Historically, we've seen inconsistent quality out of Chinese car parts and
there's nothing you can do on final assembly to make a defective wheel bearing
work better (the only option is to assemble the car with a better wheel
bearing). To the extent that the Chinese volvos have Chinese component quality
problems, the Chinese factory is further removed from production heaven.
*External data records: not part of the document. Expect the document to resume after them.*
//! Raster cube and classification band types.

use chrono::{DateTime, Utc};
use serde::{Deserialize, Serialize};

use crate::error::{CompositeError, Result};

/// Sample value the stacker writes where a scene has no data.
pub const NODATA: u16 = 0;

/// Axis lengths of a raster cube.
#[derive(Debug, Clone, Copy, PartialEq, Eq, Serialize, Deserialize)]
pub struct CubeShape {
    pub times: usize,
    pub bands: usize,
    pub height: usize,
    pub width: usize,
}

impl CubeShape {
    /// Number of samples in one (row, col) plane.
    pub fn plane_len(&self) -> usize {
        self.height * self.width
    }

    /// Total number of samples.
    pub fn len(&self) -> usize {
        self.times * self.bands * self.plane_len()
    }

    pub fn is_empty(&self) -> bool {
        self.len() == 0
    }
}

/// A (time, band, row, col) stack of unsigned samples on a common grid.
///
/// Samples are stored time-major, then band, then row-major pixels. The cube
/// is immutable once built.
#[derive(Debug, Clone)]
pub struct RasterCube {
    shape: CubeShape,
    timestamps: Vec<DateTime<Utc>>,
    band_names: Vec<String>,
    data: Vec<u16>,
}

impl RasterCube {
    /// Create a cube, checking that every axis agrees with the sample buffer.
    pub fn new(
        timestamps: Vec<DateTime<Utc>>,
        band_names: Vec<String>,
        height: usize,
        width: usize,
        data: Vec<u16>,
    ) -> Result<Self> {
        let shape = CubeShape {
            times: timestamps.len(),
            bands: band_names.len(),
            height,
            width,
        };

        if data.len() != shape.len() {
            return Err(CompositeError::shape_mismatch(
                "cube samples",
                shape.len(),
                data.len(),
            ));
        }

        Ok(Self {
            shape,
            timestamps,
            band_names,
            data,
        })
    }

    pub fn shape(&self) -> CubeShape {
        self.shape
    }

    pub fn timestamps(&self) -> &[DateTime<Utc>] {
        &self.timestamps
    }

    pub fn band_names(&self) -> &[String] {
        &self.band_names
    }

    /// Position of a band by name (case-insensitive).
    pub fn band_index(&self, name: &str) -> Option<usize> {
        self.band_names
            .iter()
            .position(|b| b.eq_ignore_ascii_case(name))
    }

    /// One band of one time step, row-major.
    pub fn plane(&self, time: usize, band: usize) -> &[u16] {
        let plane = self.shape.plane_len();
        let start = (time * self.shape.bands + band) * plane;
        &self.data[start..start + plane]
    }

    /// Single sample lookup.
    pub fn get(&self, time: usize, band: usize, row: usize, col: usize) -> Option<u16> {
        if time >= self.shape.times
            || band >= self.shape.bands
            || row >= self.shape.height
            || col >= self.shape.width
        {
            return None;
        }
        Some(self.plane(time, band)[row * self.shape.width + col])
    }

    /// Extract a band as classification codes.
    ///
    /// Values above 255 are rejected rather than narrowed.
    pub fn classification(&self, band_name: &str) -> Result<ClassificationBand> {
        let band = self
            .band_index(band_name)
            .ok_or_else(|| CompositeError::BandNotFound(band_name.to_string()))?;

        let mut codes = Vec::with_capacity(self.shape.times * self.shape.plane_len());
        for t in 0..self.shape.times {
            for &value in self.plane(t, band) {
                let code = u8::try_from(value)
                    .map_err(|_| CompositeError::InvalidClassCode { value, time: t })?;
                codes.push(code);
            }
        }

        ClassificationBand::new(self.shape.times, self.shape.height, self.shape.width, codes)
    }
}

/// Per-pixel discrete category codes over (time, row, col).
#[derive(Debug, Clone, PartialEq, Eq)]
pub struct ClassificationBand {
    times: usize,
    height: usize,
    width: usize,
    codes: Vec<u8>,
}

impl ClassificationBand {
    pub fn new(times: usize, height: usize, width: usize, codes: Vec<u8>) -> Result<Self> {
        let expected = times * height * width;
        if codes.len() != expected {
            return Err(CompositeError::shape_mismatch(
                "classification codes",
                expected,
                codes.len(),
            ));
        }
        Ok(Self {
            times,
            height,
            width,
            codes,
        })
    }

    /// (times, height, width)
    pub fn dims(&self) -> (usize, usize, usize) {
        (self.times, self.height, self.width)
    }

    pub fn codes(&self) -> &[u8] {
        &self.codes
    }

    pub fn get(&self, time: usize, row: usize, col: usize) -> Option<u8> {
        if time >= self.times || row >= self.height || col >= self.width {
            return None;
        }
        Some(self.codes[(time * self.height + row) * self.width + col])
    }
}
Toyota's Tahara plant is recognized as the plant capable of the best car
manufacturing in the world and it wouldn't be possible without the Japanese
supplier base. It would have been nice if they compared and contrasted Tahara
with Fremont but the Chinese Volvo plant offers a better comparison in terms
of modernity.

But I had a horse in the race. I was a model 3 reservation holder but opted
for the refund when the quality issues came to light. I take machine quality
very seriously and I was worried about resenting the build quality on my model
3. Though I think Tesla can get it right, the complexity of an electric car is
much lower than an ICE car.

Toyota has had a target on its back since about 1973 (when its quality
advantage became decisive) - everyone benchmarks Toyota's manufacturing. When
Toyota launched the Lexus LS400 in 1989, GM engineers concluded that they
couldn't replicate the precision and quality with a blank check and an
aggressive time frame. In 2010, Consumer Reports estimated that an average
1993 Lexus LS400 had as many trips to the dealer / failures as a brand new
Mercedes S class. Now there are more issues at play with a 17 year old car
than build quality, but good build quality is a good place to start.

I think Musk has called out Toyota by name as their benchmark. Tesla has a
long way to go but I give them the highest odds of making it. They have the
most opportunity to consolidate their supplier base. They have one of the most
simple cars to manufacture and they have some the cheapest capital - they can
turn it into a money game just like Amazon would. They're in the best position
to actually hit the target on Toyota's back.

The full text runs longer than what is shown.